*** Source data Section Begins ***

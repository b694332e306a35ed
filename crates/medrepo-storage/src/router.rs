//! Shard routing for tenant-scoped and platform-scoped resources.

use std::sync::Arc;

use medrepo_core::{ResourceScope, ShardId, TenantContext, scope_of};
use tracing::{debug, info, instrument};

use crate::error::StorageError;
use crate::traits::{ShardDirectory, StorageEngine};
use crate::types::{AssignmentState, ShardAssignment};
use crate::StorageResult;

/// Kind of operation being routed.
#[derive(Debug, Clone, Copy, PartialEq, Eq)]
pub enum Access {
    Read,
    Write,
}

enum Placement {
    Platform,
    Assigned(ShardAssignment),
}

/// Resolves which shard holds a resource.
///
/// Platform-scoped types always live on the global shard. Tenant-scoped types
/// follow the tenant's assignment row; a tenant that is unassigned, or whose
/// shard is not provisioned, is `ShardUnavailable`. Unassigned tenants never
/// fall back to the global shard.
#[derive(Clone)]
pub struct ShardRouter {
    directory: Arc<dyn ShardDirectory>,
    engine: Arc<dyn StorageEngine>,
}

impl ShardRouter {
    pub fn new(directory: Arc<dyn ShardDirectory>, engine: Arc<dyn StorageEngine>) -> Self {
        Self { directory, engine }
    }

    /// Resolves the shard for `(resource_type, id)` under the given context.
    ///
    /// `id` does not influence the result today; all of a tenant's data lives
    /// on one shard. A tenant that is being moved resolves to the provisional
    /// shard; use [`ShardRouter::route`] to learn where its data can be read
    /// or written.
    #[instrument(skip(self), fields(ctx = %ctx))]
    pub async fn resolve_shard(
        &self,
        ctx: &TenantContext,
        resource_type: &str,
        id: Option<&str>,
    ) -> StorageResult<ShardId> {
        let placement = self.placement(ctx, resource_type).await?;
        let shard = match placement {
            Placement::Platform => ShardId::global(),
            Placement::Assigned(assignment) => match assignment.state {
                AssignmentState::Moving => ShardId::provisional(),
                AssignmentState::Active => assignment.shard,
            },
        };
        self.ensure_provisioned(ctx, &shard)?;
        debug!(shard = %shard, "Resolved shard");
        Ok(shard)
    }

    /// Resolves the shard an operation of the given kind runs on.
    ///
    /// While a tenant is moving, its lineages stay on the source shard: reads
    /// are served from there and writes fail with `ShardUnavailable` on the
    /// provisional shard until the move completes. No lineage is ever written
    /// to the provisional shard.
    #[instrument(skip(self), fields(ctx = %ctx))]
    pub async fn route(
        &self,
        ctx: &TenantContext,
        resource_type: &str,
        access: Access,
    ) -> StorageResult<ShardId> {
        let shard = match self.placement(ctx, resource_type).await? {
            Placement::Platform => ShardId::global(),
            Placement::Assigned(assignment) => match (assignment.state, access) {
                (AssignmentState::Active, _) | (AssignmentState::Moving, Access::Read) => {
                    assignment.shard
                }
                (AssignmentState::Moving, Access::Write) => {
                    return Err(StorageError::shard_unavailable(
                        Some(ShardId::provisional()),
                        format!(
                            "tenant {} is moving off shard {}; writes resume when the move completes",
                            assignment.tenant_id, assignment.shard
                        ),
                    ));
                }
            },
        };
        self.ensure_provisioned(ctx, &shard)?;
        debug!(shard = %shard, ?access, "Routed");
        Ok(shard)
    }

    async fn placement(&self, ctx: &TenantContext, resource_type: &str) -> StorageResult<Placement> {
        if scope_of(resource_type)? == ResourceScope::Platform {
            return Ok(Placement::Platform);
        }

        let Some(tenant) = ctx.tenant_id() else {
            return Err(StorageError::shard_unavailable(
                None,
                format!("{resource_type} is tenant-scoped and no tenant was given"),
            ));
        };

        let assignment = self.directory.lookup(tenant).await?.ok_or_else(|| {
            StorageError::shard_unavailable(None, format!("tenant {tenant} has no shard assignment"))
        })?;
        Ok(Placement::Assigned(assignment))
    }

    fn ensure_provisioned(&self, ctx: &TenantContext, shard: &ShardId) -> StorageResult<()> {
        if self.engine.has_shard(shard) {
            return Ok(());
        }
        Err(StorageError::shard_unavailable(
            Some(shard.clone()),
            format!("shard for {ctx} is not provisioned"),
        ))
    }

    /// Assigns (or reassigns) a tenant to a provisioned shard.
    pub async fn assign_tenant(
        &self,
        tenant_id: &str,
        shard: ShardId,
    ) -> StorageResult<ShardAssignment> {
        if !self.engine.has_shard(&shard) {
            return Err(StorageError::shard_unavailable(
                Some(shard),
                "cannot assign a tenant to an unprovisioned shard",
            ));
        }
        let assignment = ShardAssignment::active(tenant_id, shard);
        self.directory.upsert(&assignment).await?;
        info!(tenant = tenant_id, shard = %assignment.shard, "Tenant assigned to shard");
        Ok(assignment)
    }

    /// Marks a tenant as moving.
    ///
    /// Until `complete_move`, the tenant's lineages are readable on the source
    /// shard and writes are refused, so the data can be copied to the target
    /// shard without losing versions.
    pub async fn begin_move(&self, tenant_id: &str) -> StorageResult<ShardAssignment> {
        let current = self
            .directory
            .lookup(tenant_id)
            .await?
            .ok_or_else(|| StorageError::not_found("ShardAssignment", tenant_id))?;
        let moving = current.with_state(AssignmentState::Moving);
        self.directory.upsert(&moving).await?;
        info!(tenant = tenant_id, from = %moving.shard, "Tenant move started");
        Ok(moving)
    }

    /// Ends a move by assigning the tenant to `target`; writes resume there.
    ///
    /// The tenant's lineages must already be present on `target` when it
    /// differs from the source shard.
    pub async fn complete_move(
        &self,
        tenant_id: &str,
        target: ShardId,
    ) -> StorageResult<ShardAssignment> {
        match self.directory.lookup(tenant_id).await? {
            Some(a) if a.state == AssignmentState::Moving => {}
            Some(_) => {
                return Err(StorageError::validation(format!(
                    "tenant {tenant_id} is not being moved"
                )));
            }
            None => return Err(StorageError::not_found("ShardAssignment", tenant_id)),
        }
        self.assign_tenant(tenant_id, target).await
    }

    pub async fn list_assignments(&self) -> StorageResult<Vec<ShardAssignment>> {
        self.directory.list().await
    }
}

impl std::fmt::Debug for ShardRouter {
    fn fmt(&self, f: &mut std::fmt::Formatter<'_>) -> std::fmt::Result {
        f.debug_struct("ShardRouter")
            .field("engine", &self.engine.name())
            .finish()
    }
}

*** Source data Section Ends ***

### Problem description
The answer is the records above restated word for word from their opening line through the line that holds "#[derive(Debug, Clone, Copy, PartialEq, Eq)]", both included, and nothing else.

### Response for this exercise
repository b694332e306a35ed
filename crates/medrepo-storage/src/router.rs
//! Shard routing for tenant-scoped and platform-scoped resources.

use std::sync::Arc;

use medrepo_core::{ResourceScope, ShardId, TenantContext, scope_of};
use tracing::{debug, info, instrument};

use crate::error::StorageError;
use crate::traits::{ShardDirectory, StorageEngine};
use crate::types::{AssignmentState, ShardAssignment};
use crate::StorageResult;

/// Kind of operation being routed.
#[derive(Debug, Clone, Copy, PartialEq, Eq)]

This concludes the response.